Antiphospholipid antibodies (aPA) are found in patients with systemic lupus erythematosus, aPA syndrome, myocardial infarction, and stroke. The presence of aPA may predict recurrent events in certain victims of heart attack and stroke. Blood samples from 105 cardiac transplant recipients (81 men. 24 women) were tested by enzyme‐linked immunosorbent assay (ELISA) for the presence of IgG, IgM, and IgA aPA to phosphatidylserine (PS), cardiolipin (CL), and phosphatidylethanolamine (PE). Patients' ages ranged from 17 to 70 years (mean 51 years). Collection times ranged from Day 1 to 9 years post transplant (mean 36 months).
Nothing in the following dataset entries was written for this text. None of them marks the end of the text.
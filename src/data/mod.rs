pub mod projection;
pub mod transform;
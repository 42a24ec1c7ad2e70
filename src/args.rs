use std::path::PathBuf;

pub struct Args {
    pub model: PathBuf,
    pub animation: PathBuf,
    pub static_mesh: Option<PathBuf>,
    pub texture_dir: Option<PathBuf>,
    pub rows: u32,
    pub cols: u32,
    pub window_width: u32,
    pub window_height: u32,
    pub heap_sizes: HeapSizes,
}

/// Heap capacities in MiB.
#[derive(Clone, Copy, Debug)]
pub struct HeapSizes {
    pub device_local: u64,
    pub upload: u64,
    pub readback: u64,
    pub image: u64,
}

impl TryFrom<HeapSizes> for crate::render::resource::HeapConfig {
    type Error = crate::error::Error;

    fn try_from(value: HeapSizes) -> Result<Self, Self::Error> {
        const MIB: u64 = 1024 * 1024;

        let to_bytes = |name: &str, mebibytes: u64| {
            mebibytes.checked_mul(MIB).ok_or_else(|| {
                crate::error::Error::ContractViolation(format!(
                    "The {name} heap size of {mebibytes} MiB does not fit in 64 bits"
                ))
            })
        };

        Ok(Self {
            device_local: to_bytes("device-local", value.device_local)?,
            upload: to_bytes("upload", value.upload)?,
            readback: to_bytes("readback", value.readback)?,
            image: to_bytes("image", value.image)?,
        })
    }
}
All patients received triple immunosuppressive therapy. We report our aPA ELISA results in multiples of the normal median (MoM) of the OD₄₀₅ values calculated for 252 healthy individuals. A positive MoM is greater than the MoM that encompasses 95% of the controls; for example, above 3 MoM is considered positive for IgG anti‐CL, IgA anti‐PS, and CL. Above 4 MoM is positive for IgG anti‐PS and PE and IgM anti‐PS and CL. Thirty‐nine patients had IgG anti‐PS (range 4.1–14.8 MoM), 63 had IgG anti‐CL (3.1–9.4 MoM), 7 had IgM anti‐PS (4.1–12.1 MoM), 1 had IgM anti‐CL (14 MoM), 47 had IgA anti‐PS (3.1–13.1 MoM), and 58 had IgA anti‐CL (3.1–11.5 MoM). In our patient population, the incidence of IgG and/or IgA aPA was significantly higher (p < 0.001) than IgM. Few patients showed specificity for either PS, CL, or PE, and many were positive with more than one antibody iso‐type. Because aPA were elevated in these patients, we investigated pretransplant serum samples which were available from 79 of the 105 recipients, and found aPA in 52 of 79 (66%) patients before transplantation. Longitudinal studies were done in three patients: two had increasing IgA aPA, beginning on Days 13 and 26 post transplant, whereas the third patient showed an increased aPA on Day 8 but a decrease on Day 23. Studies are in progress to determine whether a correlation exists between the presence of aPA, immunocytochemical (biopsy) findings, and clinical outcome.